Print the lines of the data, starting with the first, up to and including the line where "tiny-skia) replays the" appears.

(Beginning of Available data)

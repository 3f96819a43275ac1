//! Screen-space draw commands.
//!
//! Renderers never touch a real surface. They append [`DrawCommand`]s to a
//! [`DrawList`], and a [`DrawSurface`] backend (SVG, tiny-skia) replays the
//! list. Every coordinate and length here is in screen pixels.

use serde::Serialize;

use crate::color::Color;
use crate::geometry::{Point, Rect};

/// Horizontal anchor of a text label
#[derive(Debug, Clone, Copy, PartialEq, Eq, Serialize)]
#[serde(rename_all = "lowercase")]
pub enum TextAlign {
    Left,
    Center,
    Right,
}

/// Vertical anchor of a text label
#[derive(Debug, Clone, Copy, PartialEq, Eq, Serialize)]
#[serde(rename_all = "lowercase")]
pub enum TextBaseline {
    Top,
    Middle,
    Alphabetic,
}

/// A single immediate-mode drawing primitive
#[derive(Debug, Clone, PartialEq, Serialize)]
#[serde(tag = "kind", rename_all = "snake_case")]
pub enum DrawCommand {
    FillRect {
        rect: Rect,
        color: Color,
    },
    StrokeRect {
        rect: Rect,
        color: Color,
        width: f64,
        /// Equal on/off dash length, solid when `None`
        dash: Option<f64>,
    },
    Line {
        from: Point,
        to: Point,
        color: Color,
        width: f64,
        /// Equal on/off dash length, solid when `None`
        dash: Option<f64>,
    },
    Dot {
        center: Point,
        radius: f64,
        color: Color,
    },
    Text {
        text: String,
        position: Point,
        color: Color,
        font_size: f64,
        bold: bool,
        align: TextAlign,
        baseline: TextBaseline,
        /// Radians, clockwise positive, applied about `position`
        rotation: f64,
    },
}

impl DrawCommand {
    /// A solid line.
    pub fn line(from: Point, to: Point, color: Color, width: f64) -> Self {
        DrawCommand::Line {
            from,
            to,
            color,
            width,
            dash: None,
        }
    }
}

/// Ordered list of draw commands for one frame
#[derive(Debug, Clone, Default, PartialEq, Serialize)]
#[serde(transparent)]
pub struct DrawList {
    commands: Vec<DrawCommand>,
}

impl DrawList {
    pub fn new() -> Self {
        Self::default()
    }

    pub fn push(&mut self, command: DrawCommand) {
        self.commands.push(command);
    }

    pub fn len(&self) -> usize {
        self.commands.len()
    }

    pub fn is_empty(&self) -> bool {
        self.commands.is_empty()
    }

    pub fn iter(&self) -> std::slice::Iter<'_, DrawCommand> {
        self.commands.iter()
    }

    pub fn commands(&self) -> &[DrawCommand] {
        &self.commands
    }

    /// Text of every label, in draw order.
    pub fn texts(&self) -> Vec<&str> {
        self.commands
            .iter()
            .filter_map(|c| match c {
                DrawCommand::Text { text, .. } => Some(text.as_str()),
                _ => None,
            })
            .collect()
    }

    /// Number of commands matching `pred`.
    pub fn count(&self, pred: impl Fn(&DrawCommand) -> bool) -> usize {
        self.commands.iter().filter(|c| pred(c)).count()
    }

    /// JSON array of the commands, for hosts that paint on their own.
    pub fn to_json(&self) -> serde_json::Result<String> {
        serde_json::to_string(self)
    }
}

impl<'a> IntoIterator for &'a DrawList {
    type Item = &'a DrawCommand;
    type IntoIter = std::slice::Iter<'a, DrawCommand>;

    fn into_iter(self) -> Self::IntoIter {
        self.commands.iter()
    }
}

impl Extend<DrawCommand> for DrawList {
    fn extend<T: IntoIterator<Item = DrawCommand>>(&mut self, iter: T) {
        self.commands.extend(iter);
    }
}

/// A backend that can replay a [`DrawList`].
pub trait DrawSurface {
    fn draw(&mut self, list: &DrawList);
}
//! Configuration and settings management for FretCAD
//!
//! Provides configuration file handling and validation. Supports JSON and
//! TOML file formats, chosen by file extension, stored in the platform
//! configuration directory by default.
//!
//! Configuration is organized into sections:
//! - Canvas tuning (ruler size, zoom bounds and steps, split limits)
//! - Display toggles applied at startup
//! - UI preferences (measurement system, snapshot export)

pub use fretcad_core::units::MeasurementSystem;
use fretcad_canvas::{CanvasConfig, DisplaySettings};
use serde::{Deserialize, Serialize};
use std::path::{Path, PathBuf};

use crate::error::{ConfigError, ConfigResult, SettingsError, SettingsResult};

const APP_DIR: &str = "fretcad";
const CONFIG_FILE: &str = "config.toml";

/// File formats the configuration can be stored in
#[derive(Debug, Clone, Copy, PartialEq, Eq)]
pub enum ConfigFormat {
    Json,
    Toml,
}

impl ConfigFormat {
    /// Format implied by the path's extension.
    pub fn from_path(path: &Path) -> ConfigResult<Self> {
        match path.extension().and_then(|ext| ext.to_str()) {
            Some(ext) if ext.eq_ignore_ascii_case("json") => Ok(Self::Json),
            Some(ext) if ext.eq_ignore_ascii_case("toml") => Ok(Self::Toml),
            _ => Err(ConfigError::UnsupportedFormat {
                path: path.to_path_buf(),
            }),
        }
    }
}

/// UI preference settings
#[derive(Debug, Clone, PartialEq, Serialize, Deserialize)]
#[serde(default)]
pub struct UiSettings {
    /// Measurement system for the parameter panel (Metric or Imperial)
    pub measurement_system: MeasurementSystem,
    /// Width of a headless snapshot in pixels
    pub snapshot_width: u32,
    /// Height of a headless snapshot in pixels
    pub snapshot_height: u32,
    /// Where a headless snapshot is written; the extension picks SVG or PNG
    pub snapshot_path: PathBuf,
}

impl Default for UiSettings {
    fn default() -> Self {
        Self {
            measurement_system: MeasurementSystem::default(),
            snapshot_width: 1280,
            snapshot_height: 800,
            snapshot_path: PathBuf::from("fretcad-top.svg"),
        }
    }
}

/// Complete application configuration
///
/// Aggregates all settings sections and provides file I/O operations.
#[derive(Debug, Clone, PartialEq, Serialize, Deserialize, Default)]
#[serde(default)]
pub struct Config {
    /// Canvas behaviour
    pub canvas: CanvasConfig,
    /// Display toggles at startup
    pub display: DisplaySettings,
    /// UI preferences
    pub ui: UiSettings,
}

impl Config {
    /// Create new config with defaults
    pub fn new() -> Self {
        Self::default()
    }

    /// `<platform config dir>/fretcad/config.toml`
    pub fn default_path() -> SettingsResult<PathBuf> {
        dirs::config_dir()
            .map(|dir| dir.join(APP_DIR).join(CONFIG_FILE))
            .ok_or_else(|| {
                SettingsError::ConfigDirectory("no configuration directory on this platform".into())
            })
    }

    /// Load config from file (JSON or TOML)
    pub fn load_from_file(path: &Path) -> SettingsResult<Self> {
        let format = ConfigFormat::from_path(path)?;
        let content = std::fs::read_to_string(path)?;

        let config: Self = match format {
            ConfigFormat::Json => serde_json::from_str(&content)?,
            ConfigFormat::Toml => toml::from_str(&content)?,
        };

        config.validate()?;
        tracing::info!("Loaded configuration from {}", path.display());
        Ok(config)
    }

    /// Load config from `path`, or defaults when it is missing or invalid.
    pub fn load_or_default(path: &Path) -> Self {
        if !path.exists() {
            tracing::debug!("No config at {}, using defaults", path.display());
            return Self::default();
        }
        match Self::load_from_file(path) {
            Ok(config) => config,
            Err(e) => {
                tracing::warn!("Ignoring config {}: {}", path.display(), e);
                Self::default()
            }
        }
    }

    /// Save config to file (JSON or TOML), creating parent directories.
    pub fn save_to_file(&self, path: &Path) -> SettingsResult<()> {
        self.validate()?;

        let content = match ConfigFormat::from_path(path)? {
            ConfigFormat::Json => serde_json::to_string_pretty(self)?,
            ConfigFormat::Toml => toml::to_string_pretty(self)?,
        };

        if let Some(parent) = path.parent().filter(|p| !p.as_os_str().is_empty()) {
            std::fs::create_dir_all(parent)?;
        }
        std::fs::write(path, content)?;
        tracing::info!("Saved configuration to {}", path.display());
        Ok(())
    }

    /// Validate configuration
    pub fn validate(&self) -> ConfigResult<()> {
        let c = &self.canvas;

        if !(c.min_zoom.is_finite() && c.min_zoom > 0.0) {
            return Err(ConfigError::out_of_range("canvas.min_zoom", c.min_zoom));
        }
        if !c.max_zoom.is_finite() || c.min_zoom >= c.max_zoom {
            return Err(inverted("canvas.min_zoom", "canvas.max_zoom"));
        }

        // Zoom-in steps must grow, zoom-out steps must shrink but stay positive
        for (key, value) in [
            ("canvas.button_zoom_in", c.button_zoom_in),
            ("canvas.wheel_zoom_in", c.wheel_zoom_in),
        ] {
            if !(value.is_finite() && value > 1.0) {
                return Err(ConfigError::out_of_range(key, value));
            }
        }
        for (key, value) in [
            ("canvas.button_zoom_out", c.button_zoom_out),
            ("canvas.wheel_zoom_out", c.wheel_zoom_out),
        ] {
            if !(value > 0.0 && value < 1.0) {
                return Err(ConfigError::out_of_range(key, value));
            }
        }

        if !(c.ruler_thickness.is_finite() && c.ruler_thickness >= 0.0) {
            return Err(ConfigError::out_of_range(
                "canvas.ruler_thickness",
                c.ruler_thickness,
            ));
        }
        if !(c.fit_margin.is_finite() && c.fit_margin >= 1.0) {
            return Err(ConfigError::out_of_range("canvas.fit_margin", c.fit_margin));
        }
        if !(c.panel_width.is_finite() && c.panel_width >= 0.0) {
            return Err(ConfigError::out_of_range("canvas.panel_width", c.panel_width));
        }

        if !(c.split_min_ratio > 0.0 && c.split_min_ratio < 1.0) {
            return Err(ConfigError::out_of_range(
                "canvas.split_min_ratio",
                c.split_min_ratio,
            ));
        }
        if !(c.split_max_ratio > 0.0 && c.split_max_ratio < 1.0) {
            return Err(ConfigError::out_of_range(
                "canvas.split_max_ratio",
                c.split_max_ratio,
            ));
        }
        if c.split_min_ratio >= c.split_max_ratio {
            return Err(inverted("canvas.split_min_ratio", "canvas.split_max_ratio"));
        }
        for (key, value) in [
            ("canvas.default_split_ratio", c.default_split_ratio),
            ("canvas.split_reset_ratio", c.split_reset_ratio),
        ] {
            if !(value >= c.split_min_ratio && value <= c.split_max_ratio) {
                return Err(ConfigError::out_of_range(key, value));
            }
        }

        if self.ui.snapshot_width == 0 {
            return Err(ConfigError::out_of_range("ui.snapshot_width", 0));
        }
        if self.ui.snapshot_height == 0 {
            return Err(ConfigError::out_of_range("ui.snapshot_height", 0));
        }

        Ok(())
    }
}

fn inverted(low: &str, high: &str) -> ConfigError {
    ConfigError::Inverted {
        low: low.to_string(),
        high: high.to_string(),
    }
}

(End of Available data)

**Task output**.
repository 3f96819a43275ac1
//! Screen-space draw commands.
//!
//! Renderers never touch a real surface. They append [`DrawCommand`]s to a
//! [`DrawList`], and a [`DrawSurface`] backend (SVG, tiny-skia) replays the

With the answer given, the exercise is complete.